O.S.H.A. Investigating Mar-Jac Plant After 16-Year-Old Dies
Federal authorities have opened an investigation into a Mississippi chicken plant after a 16-year-old boy died following a workplace accident there, officials said on Tuesday.
The boy, identified by the local authorities as Duvan Tomas Perez, died on Friday night after becoming ensnared in a machine he was cleaning at the Mar-Jac Poultry processing plant in Hattiesburg, Miss., according to a statement by the company.
More details on how the underage worker died are pending a police investigation and an autopsy report, said Lisa Klem, the Forrest County deputy coroner.
Duvan immigrated to the United States from Guatemala roughly six years ago, according to Immigrant Alliance for Justice and Equity, a nonprofit organization that supports migrants in Mississippi. He had been a student at N.R. Burger Middle School in Hattiesburg, according to an obituary posted on Tuesday. His family members declined to comment on his death or the investigation.
Federal labor laws prohibit people under the age of 18 from operating and cleaning meat processing and packing equipment, which the U.S. Labor Department defines as “particularly hazardous.” Mississippi’s state labor laws ban minors from working in packing industries or positions that involve processing meat and poultry.
In a statement, the Mar-Jac plant called the death a “tragedy” and acknowledged that the boy “should not have been hired,” but claimed that it had been unaware of Duvan’s age. It added that it had relied on staffing companies to fill open positions because of an “unprecedentedly tight labor market” and to verify that every job applicant was legally qualified to work, though it did not specify which companies.
“It appears, at this point in the investigation, that this individual’s age and identity were misrepresented on the paperwork,” Mar-Jac Poultry said, adding that it would be auditing its staffing companies to ensure that the “error never happens again.”
In the past year, several states have introduced legislation making it easier for companies to put children to work. The states — including Iowa, Ohio and Arkansas — have proposed or passed bills expanding work hours and the types of jobs that minors can do, in part, to offset labor shortages.

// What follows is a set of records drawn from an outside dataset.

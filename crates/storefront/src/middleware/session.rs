//! Shopper sessions.
//!
//! Sessions live in memory via tower-sessions. They carry the signed-in
//! customer id (written by the sign-in flow, which is outside this site), the
//! guest cart and the chosen display currency.

use axum::{
    extract::FromRequestParts,
    http::{StatusCode, request::Parts},
};
use tower_sessions::{Expiry, MemoryStore, Session, SessionManagerLayer};

use segishop_core::cart::{CartMode, GuestCart};
use segishop_core::types::{CurrencyCode, UserId};

use crate::config::StorefrontConfig;

/// Session cookie name.
pub const SESSION_COOKIE_NAME: &str = "segishop_session";

/// Session expiry time in seconds (7 days).
const SESSION_EXPIRY_SECONDS: i64 = 7 * 24 * 60 * 60;

/// Session keys.
pub mod keys {
    /// Id of the signed-in customer.
    pub const CUSTOMER_ID: &str = "customer_id";

    /// Guest cart lines.
    pub const GUEST_CART: &str = "guest_cart";

    /// Selected display currency.
    pub const CURRENCY: &str = "currency";
}

/// Create the session layer with an in-memory store.
#[must_use]
pub fn create_session_layer(config: &StorefrontConfig) -> SessionManagerLayer<MemoryStore> {
    SessionManagerLayer::new(MemoryStore::default())
        .with_name(SESSION_COOKIE_NAME)
        .with_expiry(Expiry::OnInactivity(
            tower_sessions::cookie::time::Duration::seconds(SESSION_EXPIRY_SECONDS),
        ))
        .with_secure(config.is_secure())
        .with_same_site(tower_sessions::cookie::SameSite::Lax)
        .with_http_only(true)
        .with_path("/")
}

/// Typed access to the shopper's session.
#[derive(Debug, Clone)]
pub struct ShopperSession {
    session: Session,
}

impl ShopperSession {
    #[must_use]
    pub const fn new(session: Session) -> Self {
        Self { session }
    }

    pub async fn customer(&self) -> Option<UserId> {
        self.session
            .get::<UserId>(keys::CUSTOMER_ID)
            .await
            .ok()
            .flatten()
            .filter(UserId::is_set)
    }

    /// Which cart this shopper sees.
    pub async fn cart_mode(&self) -> CartMode {
        CartMode::from_customer(self.customer().await)
    }

    /// Record a signed-in customer.
    ///
    /// # Errors
    ///
    /// Returns the store error if the session cannot be written.
    pub async fn set_customer(&self, customer: UserId) -> Result<(), tower_sessions::session::Error> {
        self.session.insert(keys::CUSTOMER_ID, customer).await
    }

    /// Forget the signed-in customer.
    ///
    /// # Errors
    ///
    /// Returns the store error if the session cannot be written.
    pub async fn clear_customer(&self) -> Result<(), tower_sessions::session::Error> {
        self.session.remove::<UserId>(keys::CUSTOMER_ID).await.map(|_| ())
    }

    /// The guest cart; empty when none was saved or it no longer parses.
    pub async fn guest_cart(&self) -> GuestCart {
        match self.session.get::<GuestCart>(keys::GUEST_CART).await {
            Ok(cart) => cart.unwrap_or_default(),
            Err(e) => {
                tracing::warn!(error = %e, "Discarding unreadable guest cart");
                GuestCart::default()
            }
        }
    }

    /// Persist the guest cart. An empty cart removes the key.
    ///
    /// # Errors
    ///
    /// Returns the store error if the session cannot be written.
    pub async fn save_guest_cart(&self, cart: &GuestCart) -> Result<(), tower_sessions::session::Error> {
        if cart.is_empty() {
            self.session.remove::<GuestCart>(keys::GUEST_CART).await.map(|_| ())
        } else {
            self.session.insert(keys::GUEST_CART, cart).await
        }
    }

    /// Selected display currency, USD when unset.
    pub async fn currency(&self) -> CurrencyCode {
        self.session
            .get::<CurrencyCode>(keys::CURRENCY)
            .await
            .ok()
            .flatten()
            .unwrap_or(CurrencyCode::BASE)
    }

    /// # Errors
    ///
    /// Returns the store error if the session cannot be written.
    pub async fn set_currency(&self, code: CurrencyCode) -> Result<(), tower_sessions::session::Error> {
        self.session.insert(keys::CURRENCY, code).await
    }
}

impl<S> FromRequestParts<S> for ShopperSession
where
    S: Send + Sync,
{
    type Rejection = (StatusCode, &'static str);

    async fn from_request_parts(parts: &mut Parts, state: &S) -> Result<Self, Self::Rejection> {
        let session = Session::from_request_parts(parts, state).await?;
        Ok(Self::new(session))
    }
}

#[cfg(test)]
#[allow(clippy::unwrap_used)]
mod tests {
    use std::sync::Arc;

    use chrono::Utc;
    use rust_decimal::Decimal;
    use segishop_core::cart::{AddToCart, ProductSnapshot};
    use segishop_core::types::ProductId;

    use super::*;

    fn shopper() -> ShopperSession {
        ShopperSession::new(Session::new(None, Arc::new(MemoryStore::default()), None))
    }

    #[tokio::test]
    async fn test_fresh_session_is_guest_in_usd() {
        let shopper = shopper();
        assert!(shopper.cart_mode().await.is_guest());
        assert_eq!(shopper.currency().await, CurrencyCode::USD);
        assert!(shopper.guest_cart().await.is_empty());
    }

    #[tokio::test]
    async fn test_customer_switches_cart_mode() {
        let shopper = shopper();
        shopper.set_customer(UserId::new(12)).await.unwrap();
        assert_eq!(shopper.cart_mode().await, CartMode::Customer(UserId::new(12)));

        shopper.clear_customer().await.unwrap();
        assert!(shopper.cart_mode().await.is_guest());
    }

    #[tokio::test]
    async fn test_guest_cart_round_trips_through_session() {
        let shopper = shopper();
        let mut cart = GuestCart::default();
        cart.add(
            ProductSnapshot {
                product_id: ProductId::new(3),
                name: "Tea pot".to_string(),
                image_url: None,
                price: Decimal::new(2500, 2),
            },
            &AddToCart {
                product_id: ProductId::new(3),
                quantity: 2,
                product_attributes: None,
                calculated_price: None,
            },
            Utc::now(),
        );
        shopper.save_guest_cart(&cart).await.unwrap();
        assert_eq!(shopper.guest_cart().await, cart);

        shopper.save_guest_cart(&GuestCart::default()).await.unwrap();
        assert!(shopper.guest_cart().await.is_empty());
    }

    #[tokio::test]
    async fn test_currency_is_remembered() {
        let shopper = shopper();
        shopper.set_currency(CurrencyCode::JPY).await.unwrap();
        assert_eq!(shopper.currency().await, CurrencyCode::JPY);
    }
}
//! Product CSV commands.

use std::collections::BTreeSet;
use std::fs::File;
use std::io::BufReader;
use std::path::Path;

use tracing::{error, info, warn};

use segishop_admin::services::ProductImportService;
use segishop_core::import::{
    ImportReport, ImportRowError, export_products, parse_products, template as import_template,
};

use super::{CliError, client, write_output};

/// Check a file offline and log every row error.
///
/// # Errors
///
/// Fails when the file cannot be parsed at all, or when any row is invalid.
pub fn validate(path: &Path) -> Result<(), CliError> {
    let parsed = parse_products(BufReader::new(File::open(path)?))?;

    info!(
        path = %path.display(),
        rows = parsed.total_rows,
        valid = parsed.valid.len(),
        invalid = parsed.errors.len(),
        "Validated import file"
    );
    log_row_errors(&parsed.errors);

    if parsed.errors.is_empty() {
        Ok(())
    } else {
        Err(CliError::Incomplete(format!(
            "{} of {} rows have errors",
            row_count(&parsed.errors),
            parsed.total_rows
        )))
    }
}

/// Import every valid row and log the report.
///
/// # Errors
///
/// Fails on configuration or file errors, and when any row was not created.
pub async fn import(path: &Path) -> Result<(), CliError> {
    let api = client()?;
    let file = BufReader::new(File::open(path)?);
    let report = ProductImportService::new(&api).import(file).await?;
    log_row_errors(&report.errors);
    summary(&report).map_or(Ok(()), |message| Err(CliError::Incomplete(message)))
}

/// Export the whole catalog as CSV.
///
/// # Errors
///
/// Fails on configuration, API or write errors.
pub async fn export(output: Option<&Path>) -> Result<(), CliError> {
    let api = client()?;
    let products = ProductImportService::new(&api).fetch_all().await?;
    let body = export_products(&products)?;
    info!(count = products.len(), "Products exported");
    write_output(output, &body)
}

/// Write the import template.
///
/// # Errors
///
/// Fails when the template cannot be written.
pub fn template(output: Option<&Path>) -> Result<(), CliError> {
    write_output(output, &import_template()?)
}

/// Distinct rows among `errors`; one row can fail several fields.
fn row_count(errors: &[ImportRowError]) -> usize {
    errors.iter().map(|e| e.row).collect::<BTreeSet<_>>().len()
}

fn log_row_errors(errors: &[ImportRowError]) {
    for e in errors {
        warn!(row = e.row, field = %e.field, value = %e.value, "{}", e.message);
    }
}

/// `None` when every row was created, otherwise the failure line.
fn summary(report: &ImportReport) -> Option<String> {
    info!(
        total = report.total_rows,
        created = report.success_count,
        failed = report.error_count,
        "Import finished"
    );
    if report.error_count == 0 {
        return None;
    }
    error!("{} rows were not imported", row_count(&report.errors));
    Some(format!(
        "imported {} of {} rows",
        report.success_count, report.total_rows
    ))
}

#[cfg(test)]
#[allow(clippy::unwrap_used)]
mod tests {
    use super::*;

    fn row_error(row: usize, field: &str) -> ImportRowError {
        ImportRowError {
            row,
            field: field.to_string(),
            message: "bad".to_string(),
            value: String::new(),
        }
    }

    #[test]
    fn test_row_count_merges_fields_of_one_row() {
        let errors = vec![row_error(2, "name"), row_error(5, "stock"), row_error(2, "general")];
        assert_eq!(row_count(&errors), 2);
        assert_eq!(row_count(&[]), 0);
    }

    #[test]
    fn test_summary_only_on_failures() {
        let clean = ImportReport {
            total_rows: 3,
            success_count: 3,
            error_count: 0,
            errors: Vec::new(),
        };
        assert_eq!(summary(&clean), None);

        let partial = ImportReport {
            total_rows: 3,
            success_count: 2,
            error_count: 1,
            errors: vec![row_error(3, "general")],
        };
        assert_eq!(summary(&partial).as_deref(), Some("imported 2 of 3 rows"));
    }

    #[test]
    fn test_validate_missing_file_is_io_error() {
        let err = validate(Path::new("/nonexistent/segishop-import.csv")).unwrap_err();
        assert!(matches!(err, CliError::Io(_)));
    }
}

These rollbacks, pushed primarily by Republican-dominated legislatures, come amid an influx of migrant workers to the United States that has been exacerbated by economic plight in their home countries. Many of the young workers come from Central America and are part of a shadowy work force toiling in grueling environments including slaughterhouses and sawmills, often in violation of child labor laws. From 2015 to 2022, cases involving child labor violations have increased by over 50 percent, according to Labor Department statistics.
Two Labor Department divisions — Occupational Safety and Health Administration, or O.S.H.A., and the Wage and Hour Division — have opened investigations into the facility, according to a department spokesperson. Mar-Jac Poultry said it was fully cooperating with the O.S.H.A investigation.
The Hattiesburg Police Department also said it was investigating the cause of death and that it had notified Mar-Jac’s management.
News of Duvan’s death circulated widely on social media over the weekend, igniting a conversation over labor practices in high-risk industries such as meat processing.
This was not the first workplace incident at the Mar-Jac Poultry plant in Hattiesburg, said Lorena Quiroz, director of the Immigrant Alliance for Justice and Equity. In 2020, she said, a 33-year-old employee died after sustaining a serious injury in the plant’s battery charging room. Workers had been notifying the nonprofit of faulty equipment at the plant, Ms. Quiroz said, and O.S.H.A. investigated the incident.
“This is not new, and now we’re having children being subjected to these conditions,” said Ms. Quiroz.
In 2021, O.S.H.A. fined the plant over $11,000 for workplace violations after a separate episode in which an employee had the tip of her index finger severed on a conveyor belt, the agency said.
Founded in Georgia in 1954, Mar-Jac Poultry produces and supplies chicken for wholesalers and food services in the United States and abroad. It has offices in Georgia, Alabama, and Mississippi.